■ **Work instruction**: Your task is to repeat exactly the lines below between the line holding "req.electricity_rate = -1.0;" and the line holding "req.available_area_m2 = Some(-0.1);", inclusive, and only those.

■ **Records**:
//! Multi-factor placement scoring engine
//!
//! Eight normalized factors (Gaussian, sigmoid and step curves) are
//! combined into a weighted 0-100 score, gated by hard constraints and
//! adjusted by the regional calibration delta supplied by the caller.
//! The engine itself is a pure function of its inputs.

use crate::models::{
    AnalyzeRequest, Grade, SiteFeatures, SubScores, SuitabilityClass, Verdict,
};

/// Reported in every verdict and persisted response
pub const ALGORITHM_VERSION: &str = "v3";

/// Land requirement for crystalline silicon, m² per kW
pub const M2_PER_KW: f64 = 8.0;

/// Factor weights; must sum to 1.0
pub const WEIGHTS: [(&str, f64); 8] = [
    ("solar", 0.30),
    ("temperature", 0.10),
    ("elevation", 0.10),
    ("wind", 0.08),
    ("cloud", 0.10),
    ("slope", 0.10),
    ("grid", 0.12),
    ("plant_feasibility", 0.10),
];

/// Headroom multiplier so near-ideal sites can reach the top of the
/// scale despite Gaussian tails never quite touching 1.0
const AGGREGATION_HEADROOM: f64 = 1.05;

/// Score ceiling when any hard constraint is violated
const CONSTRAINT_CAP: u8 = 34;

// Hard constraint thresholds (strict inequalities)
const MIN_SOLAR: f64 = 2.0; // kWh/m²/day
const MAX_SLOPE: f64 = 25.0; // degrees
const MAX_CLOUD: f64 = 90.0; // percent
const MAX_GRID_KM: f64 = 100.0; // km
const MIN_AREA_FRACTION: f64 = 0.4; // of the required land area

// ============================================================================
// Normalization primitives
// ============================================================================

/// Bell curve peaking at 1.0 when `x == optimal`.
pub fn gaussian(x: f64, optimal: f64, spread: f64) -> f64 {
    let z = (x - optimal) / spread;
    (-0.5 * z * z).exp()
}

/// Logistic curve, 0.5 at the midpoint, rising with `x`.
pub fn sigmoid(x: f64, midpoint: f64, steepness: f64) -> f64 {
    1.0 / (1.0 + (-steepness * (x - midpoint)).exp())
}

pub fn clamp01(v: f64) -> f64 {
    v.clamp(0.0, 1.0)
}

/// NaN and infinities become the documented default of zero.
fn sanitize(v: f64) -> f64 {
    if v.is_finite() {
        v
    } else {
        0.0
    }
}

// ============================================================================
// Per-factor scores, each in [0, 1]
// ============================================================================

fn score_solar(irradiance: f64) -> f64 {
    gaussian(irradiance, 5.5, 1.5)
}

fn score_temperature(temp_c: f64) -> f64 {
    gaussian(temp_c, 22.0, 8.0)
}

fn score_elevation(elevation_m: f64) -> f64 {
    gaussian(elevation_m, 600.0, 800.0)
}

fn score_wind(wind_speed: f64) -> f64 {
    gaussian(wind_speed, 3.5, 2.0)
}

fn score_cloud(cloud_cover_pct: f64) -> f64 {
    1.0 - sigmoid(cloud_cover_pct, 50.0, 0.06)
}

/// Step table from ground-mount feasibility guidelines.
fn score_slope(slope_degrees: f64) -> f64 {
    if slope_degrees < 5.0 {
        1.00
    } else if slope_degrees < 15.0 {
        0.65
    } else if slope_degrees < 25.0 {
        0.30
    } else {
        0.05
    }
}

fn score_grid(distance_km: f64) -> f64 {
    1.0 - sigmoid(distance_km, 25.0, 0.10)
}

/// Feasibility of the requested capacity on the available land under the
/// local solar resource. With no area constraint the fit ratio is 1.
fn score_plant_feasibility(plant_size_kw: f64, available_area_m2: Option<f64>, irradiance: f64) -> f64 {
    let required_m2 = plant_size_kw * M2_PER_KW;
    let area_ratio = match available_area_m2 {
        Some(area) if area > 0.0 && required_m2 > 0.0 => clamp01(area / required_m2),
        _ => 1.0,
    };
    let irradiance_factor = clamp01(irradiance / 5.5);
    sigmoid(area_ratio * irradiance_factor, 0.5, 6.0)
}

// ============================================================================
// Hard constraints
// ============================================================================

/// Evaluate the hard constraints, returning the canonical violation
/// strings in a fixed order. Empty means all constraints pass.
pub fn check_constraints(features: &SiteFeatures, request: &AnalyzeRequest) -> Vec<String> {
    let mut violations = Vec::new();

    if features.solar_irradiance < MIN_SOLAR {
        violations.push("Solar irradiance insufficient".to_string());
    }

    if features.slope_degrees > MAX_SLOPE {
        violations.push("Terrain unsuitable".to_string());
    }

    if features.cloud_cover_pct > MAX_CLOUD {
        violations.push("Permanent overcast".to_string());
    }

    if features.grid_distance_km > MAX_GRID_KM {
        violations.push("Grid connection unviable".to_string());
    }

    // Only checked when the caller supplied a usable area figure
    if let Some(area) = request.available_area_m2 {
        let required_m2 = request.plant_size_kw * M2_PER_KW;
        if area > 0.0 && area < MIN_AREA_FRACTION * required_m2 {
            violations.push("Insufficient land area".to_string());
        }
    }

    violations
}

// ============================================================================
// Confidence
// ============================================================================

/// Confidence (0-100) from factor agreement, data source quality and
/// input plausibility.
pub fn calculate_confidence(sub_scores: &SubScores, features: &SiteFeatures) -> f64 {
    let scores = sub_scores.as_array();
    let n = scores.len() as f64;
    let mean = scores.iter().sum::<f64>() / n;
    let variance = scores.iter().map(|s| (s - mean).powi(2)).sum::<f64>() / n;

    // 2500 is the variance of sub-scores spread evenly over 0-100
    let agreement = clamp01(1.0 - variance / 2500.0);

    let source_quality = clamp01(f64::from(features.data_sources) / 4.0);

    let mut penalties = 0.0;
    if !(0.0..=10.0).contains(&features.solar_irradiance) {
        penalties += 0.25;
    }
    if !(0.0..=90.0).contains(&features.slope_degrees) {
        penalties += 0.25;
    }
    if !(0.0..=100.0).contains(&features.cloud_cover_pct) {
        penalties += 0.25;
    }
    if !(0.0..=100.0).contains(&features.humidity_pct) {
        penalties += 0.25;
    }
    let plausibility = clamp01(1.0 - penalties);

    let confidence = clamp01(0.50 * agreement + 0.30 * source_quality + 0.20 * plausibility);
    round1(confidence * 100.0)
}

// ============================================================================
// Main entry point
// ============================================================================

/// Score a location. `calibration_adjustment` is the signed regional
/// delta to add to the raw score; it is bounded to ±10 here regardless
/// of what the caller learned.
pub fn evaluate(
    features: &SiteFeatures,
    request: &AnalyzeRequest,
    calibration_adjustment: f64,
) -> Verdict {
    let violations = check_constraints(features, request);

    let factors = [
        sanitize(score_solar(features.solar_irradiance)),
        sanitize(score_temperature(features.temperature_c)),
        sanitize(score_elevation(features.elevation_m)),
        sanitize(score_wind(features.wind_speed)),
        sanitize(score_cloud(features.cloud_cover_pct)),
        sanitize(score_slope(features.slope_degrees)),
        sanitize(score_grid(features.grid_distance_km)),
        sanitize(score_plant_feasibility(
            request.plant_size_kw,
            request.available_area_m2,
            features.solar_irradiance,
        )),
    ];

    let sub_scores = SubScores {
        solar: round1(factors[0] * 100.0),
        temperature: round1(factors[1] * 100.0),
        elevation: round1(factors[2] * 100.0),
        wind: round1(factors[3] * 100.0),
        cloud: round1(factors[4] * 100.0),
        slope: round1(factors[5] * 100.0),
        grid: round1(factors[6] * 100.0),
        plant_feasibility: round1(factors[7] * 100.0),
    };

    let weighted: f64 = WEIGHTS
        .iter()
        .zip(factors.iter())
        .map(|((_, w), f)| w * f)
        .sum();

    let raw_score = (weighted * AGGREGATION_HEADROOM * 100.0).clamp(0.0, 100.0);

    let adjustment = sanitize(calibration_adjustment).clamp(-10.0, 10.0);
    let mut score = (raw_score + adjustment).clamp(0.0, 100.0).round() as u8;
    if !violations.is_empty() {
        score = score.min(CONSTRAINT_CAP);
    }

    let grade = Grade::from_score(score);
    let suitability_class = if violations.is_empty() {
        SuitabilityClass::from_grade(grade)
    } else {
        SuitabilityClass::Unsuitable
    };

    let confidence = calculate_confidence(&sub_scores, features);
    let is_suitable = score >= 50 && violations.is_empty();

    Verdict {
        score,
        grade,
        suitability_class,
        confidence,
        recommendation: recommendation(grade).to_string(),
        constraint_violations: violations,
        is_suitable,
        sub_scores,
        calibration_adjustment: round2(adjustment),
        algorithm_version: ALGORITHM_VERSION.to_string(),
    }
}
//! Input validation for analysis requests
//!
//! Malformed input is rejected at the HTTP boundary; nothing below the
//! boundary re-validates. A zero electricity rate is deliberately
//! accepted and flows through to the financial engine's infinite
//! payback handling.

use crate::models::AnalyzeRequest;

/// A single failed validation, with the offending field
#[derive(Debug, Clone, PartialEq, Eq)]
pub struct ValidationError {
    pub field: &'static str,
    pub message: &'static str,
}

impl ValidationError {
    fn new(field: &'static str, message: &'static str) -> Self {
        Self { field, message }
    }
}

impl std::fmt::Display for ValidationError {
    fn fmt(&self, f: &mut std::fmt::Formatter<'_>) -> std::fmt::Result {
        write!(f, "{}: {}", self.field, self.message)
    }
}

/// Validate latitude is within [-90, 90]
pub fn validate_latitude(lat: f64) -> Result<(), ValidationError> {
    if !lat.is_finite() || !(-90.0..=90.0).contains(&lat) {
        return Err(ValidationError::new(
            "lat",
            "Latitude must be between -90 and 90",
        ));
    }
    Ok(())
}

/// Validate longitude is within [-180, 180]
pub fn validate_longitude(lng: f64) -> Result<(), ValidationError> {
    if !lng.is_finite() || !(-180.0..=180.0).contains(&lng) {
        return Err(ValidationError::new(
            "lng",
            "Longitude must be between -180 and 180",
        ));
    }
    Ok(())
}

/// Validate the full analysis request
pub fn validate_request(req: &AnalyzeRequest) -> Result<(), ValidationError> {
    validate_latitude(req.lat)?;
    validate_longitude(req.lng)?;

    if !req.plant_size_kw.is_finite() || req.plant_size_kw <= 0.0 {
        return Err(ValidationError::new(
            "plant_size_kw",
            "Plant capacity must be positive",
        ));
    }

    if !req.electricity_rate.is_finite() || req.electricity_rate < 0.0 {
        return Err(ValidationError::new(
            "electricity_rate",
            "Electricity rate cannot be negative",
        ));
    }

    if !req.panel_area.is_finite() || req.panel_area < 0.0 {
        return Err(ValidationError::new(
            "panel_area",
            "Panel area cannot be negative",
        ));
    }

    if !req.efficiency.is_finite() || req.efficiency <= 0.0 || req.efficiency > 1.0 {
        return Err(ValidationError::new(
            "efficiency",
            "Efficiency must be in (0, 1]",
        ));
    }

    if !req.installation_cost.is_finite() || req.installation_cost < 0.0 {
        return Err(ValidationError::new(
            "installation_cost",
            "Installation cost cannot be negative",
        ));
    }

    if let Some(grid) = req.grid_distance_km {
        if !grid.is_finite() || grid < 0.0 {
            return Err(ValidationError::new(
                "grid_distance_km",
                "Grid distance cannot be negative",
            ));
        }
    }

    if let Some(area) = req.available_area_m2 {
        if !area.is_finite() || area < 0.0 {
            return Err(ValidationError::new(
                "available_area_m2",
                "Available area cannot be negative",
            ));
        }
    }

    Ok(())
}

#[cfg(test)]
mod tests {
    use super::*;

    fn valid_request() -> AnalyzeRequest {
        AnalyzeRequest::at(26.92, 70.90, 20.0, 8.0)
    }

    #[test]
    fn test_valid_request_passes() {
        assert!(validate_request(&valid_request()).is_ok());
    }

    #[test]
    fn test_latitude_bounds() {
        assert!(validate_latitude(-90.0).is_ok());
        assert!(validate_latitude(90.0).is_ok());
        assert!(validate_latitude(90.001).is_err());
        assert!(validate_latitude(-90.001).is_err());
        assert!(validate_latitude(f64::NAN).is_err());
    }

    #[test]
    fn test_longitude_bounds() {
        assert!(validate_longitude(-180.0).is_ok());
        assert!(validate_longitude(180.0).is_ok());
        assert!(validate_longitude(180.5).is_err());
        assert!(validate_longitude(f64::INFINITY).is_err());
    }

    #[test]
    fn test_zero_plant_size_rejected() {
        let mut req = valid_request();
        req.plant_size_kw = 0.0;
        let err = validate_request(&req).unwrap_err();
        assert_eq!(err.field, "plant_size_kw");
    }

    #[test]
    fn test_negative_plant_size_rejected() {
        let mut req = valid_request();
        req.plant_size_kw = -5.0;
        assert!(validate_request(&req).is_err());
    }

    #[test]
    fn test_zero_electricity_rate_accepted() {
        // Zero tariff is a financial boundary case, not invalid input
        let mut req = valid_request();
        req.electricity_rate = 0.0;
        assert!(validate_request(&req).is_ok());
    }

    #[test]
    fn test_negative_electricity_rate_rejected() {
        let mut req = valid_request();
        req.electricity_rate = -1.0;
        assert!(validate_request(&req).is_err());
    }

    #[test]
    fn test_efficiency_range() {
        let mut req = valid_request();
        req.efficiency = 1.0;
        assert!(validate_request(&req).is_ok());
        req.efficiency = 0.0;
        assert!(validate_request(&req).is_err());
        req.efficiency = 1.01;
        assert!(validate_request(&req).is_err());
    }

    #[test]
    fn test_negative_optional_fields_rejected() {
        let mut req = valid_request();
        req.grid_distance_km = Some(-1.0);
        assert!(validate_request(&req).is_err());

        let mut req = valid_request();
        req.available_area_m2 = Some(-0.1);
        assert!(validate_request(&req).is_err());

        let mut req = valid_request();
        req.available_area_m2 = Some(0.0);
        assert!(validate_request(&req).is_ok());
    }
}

■ **The completed task**:
        req.electricity_rate = -1.0;
        assert!(validate_request(&req).is_err());
    }

    #[test]
    fn test_efficiency_range() {
        let mut req = valid_request();
        req.efficiency = 1.0;
        assert!(validate_request(&req).is_ok());
        req.efficiency = 0.0;
        assert!(validate_request(&req).is_err());
        req.efficiency = 1.01;
        assert!(validate_request(&req).is_err());
    }

    #[test]
    fn test_negative_optional_fields_rejected() {
        let mut req = valid_request();
        req.grid_distance_km = Some(-1.0);
        assert!(validate_request(&req).is_err());

        let mut req = valid_request();
        req.available_area_m2 = Some(-0.1);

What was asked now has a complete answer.